::: SOURCE MATERIAL

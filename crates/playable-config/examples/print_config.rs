/// Example program to print the loaded configuration
///
/// Run with: cargo run -p playable-config --example print_config

fn main() {
    let config = playable_config::PlayableConfig::load();

    println!("=== Playable Configuration ===\n");

    println!("Stage Settings:");
    println!("  Initial Scene: {}", config.stage.initial_scene);
    println!("  Viewport: {}x{}", config.stage.width, config.stage.height);
    println!();

    println!("Scene Settings:");
    println!("  Fade Step: {}", config.scene.fade_step);
    println!();

    println!("Popup Settings:");
    println!("  Show Duration: {}s", config.popup.show_duration);
    println!("  Hide Duration: {}s", config.popup.hide_duration);
    println!(
        "  Overshoot: {} at {}",
        config.popup.overshoot, config.popup.overshoot_split
    );
    println!();

    println!("Sound Settings:");
    println!("  Muted: {}", config.sound.muted);
    println!();

    match toml::to_string_pretty(&config) {
        Ok(toml_str) => {
            println!("=== Serialized Configuration ===");
            println!("{}", toml_str);
        }
        Err(e) => {
            eprintln!("Failed to serialize config: {}", e);
        }
    }
}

::::::

WHAT IS NEEDED
For the data above, count every line in which the string "Settings" appears, and answer with the count only.

TASK SOLUTION
4